### Task details
Copy each line of the material beneath that holds the word "from".

===== Excerpted data =====

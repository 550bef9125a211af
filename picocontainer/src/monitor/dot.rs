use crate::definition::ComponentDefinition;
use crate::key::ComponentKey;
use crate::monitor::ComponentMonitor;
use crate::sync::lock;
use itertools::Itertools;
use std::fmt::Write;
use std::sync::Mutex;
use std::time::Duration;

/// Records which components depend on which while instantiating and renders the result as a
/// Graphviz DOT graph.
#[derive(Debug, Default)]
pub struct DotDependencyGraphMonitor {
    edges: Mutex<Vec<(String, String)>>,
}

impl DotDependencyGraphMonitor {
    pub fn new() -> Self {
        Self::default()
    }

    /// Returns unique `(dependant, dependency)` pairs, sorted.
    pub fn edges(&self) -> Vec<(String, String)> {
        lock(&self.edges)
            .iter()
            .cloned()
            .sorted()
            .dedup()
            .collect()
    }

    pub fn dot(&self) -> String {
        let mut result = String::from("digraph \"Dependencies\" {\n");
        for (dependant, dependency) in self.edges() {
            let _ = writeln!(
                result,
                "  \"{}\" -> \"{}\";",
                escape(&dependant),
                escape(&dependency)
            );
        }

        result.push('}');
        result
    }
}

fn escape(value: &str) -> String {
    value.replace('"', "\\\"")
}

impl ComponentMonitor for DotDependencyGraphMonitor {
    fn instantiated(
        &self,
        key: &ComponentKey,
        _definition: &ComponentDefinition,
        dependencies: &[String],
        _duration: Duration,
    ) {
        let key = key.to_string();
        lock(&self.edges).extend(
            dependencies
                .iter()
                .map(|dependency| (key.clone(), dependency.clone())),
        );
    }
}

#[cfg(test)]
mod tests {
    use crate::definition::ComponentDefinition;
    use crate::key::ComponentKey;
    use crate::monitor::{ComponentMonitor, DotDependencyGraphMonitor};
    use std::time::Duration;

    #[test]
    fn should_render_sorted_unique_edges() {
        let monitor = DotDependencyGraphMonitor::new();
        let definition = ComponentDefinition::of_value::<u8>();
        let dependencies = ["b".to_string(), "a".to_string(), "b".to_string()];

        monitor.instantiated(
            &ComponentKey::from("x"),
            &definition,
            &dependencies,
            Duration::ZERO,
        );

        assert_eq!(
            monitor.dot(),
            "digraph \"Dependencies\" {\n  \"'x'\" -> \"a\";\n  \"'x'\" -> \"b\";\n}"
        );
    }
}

=====

### Result of the exercise
        let mut result = String::from("digraph \"Dependencies\" {\n");
            &ComponentKey::from("x"),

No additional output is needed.